• [ACTIVITY] The answer must consist of every line below that contains the word "InvalidGuid".

• [RAW DATA]
::::
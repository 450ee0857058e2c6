//! Dual-identity reconciliation shared by every entity repository.
//!
//! Persisted rows are keyed by a locally generated id; entities that have
//! been synchronized also carry a server guid. Callers never declare whether
//! a write is an insert or an update: [`reconcile`] derives it from which of
//! the two keys already resolve to a row.

use std::sync::LazyLock;

use regex::Regex;
use rusqlite::{Connection, OptionalExtension};
use uuid::Uuid;

use crate::core::error::{Context, Result, StorageError};

/// Generates a fresh local id.
pub fn new_local_id() -> String {
    Uuid::new_v4().to_string()
}

static GUID_RE: LazyLock<Regex> = LazyLock::new(|| {
    Regex::new(r"^[0-9a-fA-F]{8}-[0-9a-fA-F]{4}-[0-9a-fA-F]{4}-[0-9a-fA-F]{4}-[0-9a-fA-F]{12}$")
        .expect("hardcoded guid regex")
});

/// Returns `true` if `guid` has the lexical form of a server guid.
pub fn is_valid_guid(guid: &str) -> bool {
    GUID_RE.is_match(guid)
}

/// Fails with [`StorageError::InvalidGuid`] unless `guid` is absent or well formed.
pub fn check_guid(guid: Option<&str>) -> Result<()> {
    match guid {
        Some(g) if !is_valid_guid(g) => Err(StorageError::InvalidGuid(g.to_string())),
        _ => Ok(()),
    }
}

/// Whether a write should insert a new row or replace an existing one.
#[derive(Debug, Clone, Copy, PartialEq, Eq)]
pub enum WriteIntent {
    Add,
    Update,
}

/// Table coordinates of an entity keyed by local id with an optional guid.
#[derive(Debug, Clone, Copy)]
pub struct IdentityTable {
    pub kind: &'static str,
    pub table: &'static str,
}

impl IdentityTable {
    pub const NOTEBOOK: Self = Self { kind: "Notebook", table: "Notebooks" };
    pub const NOTE: Self = Self { kind: "Note", table: "Notes" };
    pub const TAG: Self = Self { kind: "Tag", table: "Tags" };
    pub const RESOURCE: Self = Self { kind: "Resource", table: "Resources" };
    pub const SAVED_SEARCH: Self = Self { kind: "Saved search", table: "SavedSearches" };

    /// Resolves the local id of the row carrying `guid`.
    pub fn local_id_for_guid(&self, conn: &Connection, guid: &str) -> Result<Option<String>> {
        conn.query_row(
            &format!("SELECT localUid FROM {} WHERE guid = ?1", self.table),
            [guid],
            |row| row.get(0),
        )
        .optional()
        .context(&format!("can't find {} local id by guid", self.kind.to_lowercase()))
    }

    /// Resolves the guid of the row with `local_id`; `Ok(None)` covers both a
    /// missing row and a row without guid.
    pub fn guid_for_local_id(&self, conn: &Connection, local_id: &str) -> Result<Option<String>> {
        let guid: Option<Option<String>> = conn
            .query_row(
                &format!("SELECT guid FROM {} WHERE localUid = ?1", self.table),
                [local_id],
                |row| row.get(0),
            )
            .optional()
            .context(&format!("can't find {} guid by local id", self.kind.to_lowercase()))?;
        Ok(guid.flatten())
    }

    pub fn exists(&self, conn: &Connection, local_id: &str) -> Result<bool> {
        let found: Option<i64> = conn
            .query_row(
                &format!("SELECT 1 FROM {} WHERE localUid = ?1", self.table),
                [local_id],
                |row| row.get(0),
            )
            .optional()
            .context(&format!("can't check {} existence", self.kind.to_lowercase()))?;
        Ok(found.is_some())
    }
}

/// Decides the local id a write targets.
///
/// On success returns the local id to write under, which is either the one
/// the caller supplied, one adopted from the guid's existing row, or a fresh
/// id for an add with neither key resolving.
///
/// * add: guid conflicts and local-id conflicts fail with `AlreadyExists`.
/// * update: the guid is looked up first, then the local id; neither
///   resolving fails with `NotFound`.
pub fn reconcile(
    conn: &Connection,
    table: IdentityTable,
    intent: WriteIntent,
    local_id: &str,
    guid: Option<&str>,
) -> Result<String> {
    check_guid(guid)?;

    let by_guid = match guid {
        Some(g) => table.local_id_for_guid(conn, g)?,
        None => None,
    };

    match intent {
        WriteIntent::Add => {
            if let (Some(g), Some(_)) = (guid, by_guid.as_ref()) {
                return Err(StorageError::already_exists(table.kind, g));
            }
            if local_id.is_empty() {
                return Ok(new_local_id());
            }
            if table.exists(conn, local_id)? {
                return Err(StorageError::already_exists(table.kind, local_id));
            }
            Ok(local_id.to_string())
        }
        WriteIntent::Update => {
            if let Some(found) = by_guid {
                if !local_id.is_empty() && found != local_id && table.exists(conn, local_id)? {
                    // Two distinct rows would end up sharing the guid.
                    return Err(StorageError::already_exists(
                        table.kind,
                        guid.unwrap_or_default(),
                    ));
                }
                return Ok(found);
            }
            if !local_id.is_empty() && table.exists(conn, local_id)? {
                return Ok(local_id.to_string());
            }
            let key = if local_id.is_empty() {
                guid.unwrap_or_default()
            } else {
                local_id
            };
            Err(StorageError::not_found(table.kind, key))
        }
    }
}

/// Given one of a related entity's two keys, resolves the other one.
///
/// Returns `(local_id, guid)`. A supplied guid wins over a supplied local id;
/// a related row that resolves from neither fails with `NotFound`.
pub fn resolve_pair(
    conn: &Connection,
    table: IdentityTable,
    local_id: Option<&str>,
    guid: Option<&str>,
) -> Result<(String, Option<String>)> {
    if let Some(g) = guid {
        check_guid(Some(g))?;
        if let Some(found) = table.local_id_for_guid(conn, g)? {
            return Ok((found, Some(g.to_string())));
        }
    }
    match local_id.filter(|l| !l.is_empty()) {
        Some(l) if table.exists(conn, l)? => {
            let g = table.guid_for_local_id(conn, l)?;
            Ok((l.to_string(), g))
        }
        Some(l) => Err(StorageError::not_found(table.kind, l)),
        None => Err(StorageError::not_found(
            table.kind,
            guid.unwrap_or("<no identifier>"),
        )),
    }
}

#[cfg(test)]
mod tests {
    use super::*;

    fn conn_with_tags() -> Connection {
        let conn = Connection::open_in_memory().unwrap();
        conn.execute_batch(
            "CREATE TABLE Tags (localUid TEXT PRIMARY KEY NOT NULL, guid TEXT UNIQUE);
             INSERT INTO Tags VALUES ('local-a', '11111111-2222-3333-4444-555555555555');
             INSERT INTO Tags VALUES ('local-b', NULL);",
        )
        .unwrap();
        conn
    }

    const GUID_A: &str = "11111111-2222-3333-4444-555555555555";
    const GUID_NEW: &str = "aaaaaaaa-bbbb-cccc-dddd-eeeeeeeeeeee";

    #[test]
    fn test_guid_lexical_check() {
        assert!(is_valid_guid(GUID_A));
        assert!(!is_valid_guid("not-a-guid"));
        assert!(!is_valid_guid(""));
        assert!(matches!(
            check_guid(Some("xyz")),
            Err(StorageError::InvalidGuid(_))
        ));
        assert!(check_guid(None).is_ok());
    }

    #[test]
    fn test_add_with_guid_only_synthesizes_local_id() {
        let conn = conn_with_tags();
        let id = reconcile(&conn, IdentityTable::TAG, WriteIntent::Add, "", Some(GUID_NEW)).unwrap();
        assert!(!id.is_empty());
        assert_ne!(id, "local-a");
    }

    #[test]
    fn test_add_existing_guid_is_conflict() {
        let conn = conn_with_tags();
        let err = reconcile(&conn, IdentityTable::TAG, WriteIntent::Add, "", Some(GUID_A)).unwrap_err();
        assert!(err.is_already_exists());
    }

    #[test]
    fn test_add_existing_local_id_is_conflict() {
        let conn = conn_with_tags();
        let err = reconcile(&conn, IdentityTable::TAG, WriteIntent::Add, "local-b", None).unwrap_err();
        assert!(err.is_already_exists());
    }

    #[test]
    fn test_update_by_guid_adopts_local_id() {
        let conn = conn_with_tags();
        let id = reconcile(&conn, IdentityTable::TAG, WriteIntent::Update, "", Some(GUID_A)).unwrap();
        assert_eq!(id, "local-a");
    }

    #[test]
    fn test_update_assigning_guid_falls_back_to_local_id() {
        let conn = conn_with_tags();
        let id = reconcile(&conn, IdentityTable::TAG, WriteIntent::Update, "local-b", Some(GUID_NEW))
            .unwrap();
        assert_eq!(id, "local-b");
    }

    #[test]
    fn test_update_missing_is_not_found() {
        let conn = conn_with_tags();
        let err = reconcile(&conn, IdentityTable::TAG, WriteIntent::Update, "nope", Some(GUID_NEW))
            .unwrap_err();
        assert!(err.is_not_found());
    }

    #[test]
    fn test_resolve_pair_from_either_key() {
        let conn = conn_with_tags();
        let (l, g) = resolve_pair(&conn, IdentityTable::TAG, None, Some(GUID_A)).unwrap();
        assert_eq!(l, "local-a");
        assert_eq!(g.as_deref(), Some(GUID_A));

        let (l, g) = resolve_pair(&conn, IdentityTable::TAG, Some("local-a"), None).unwrap();
        assert_eq!(l, "local-a");
        assert_eq!(g.as_deref(), Some(GUID_A));

        assert!(resolve_pair(&conn, IdentityTable::TAG, Some("missing"), None)
            .unwrap_err()
            .is_not_found());
    }
}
::::
• [WORKED SOLUTION]
/// Fails with [`StorageError::InvalidGuid`] unless `guid` is absent or well formed.
        Some(g) if !is_valid_guid(g) => Err(StorageError::InvalidGuid(g.to_string())),
            Err(StorageError::InvalidGuid(_))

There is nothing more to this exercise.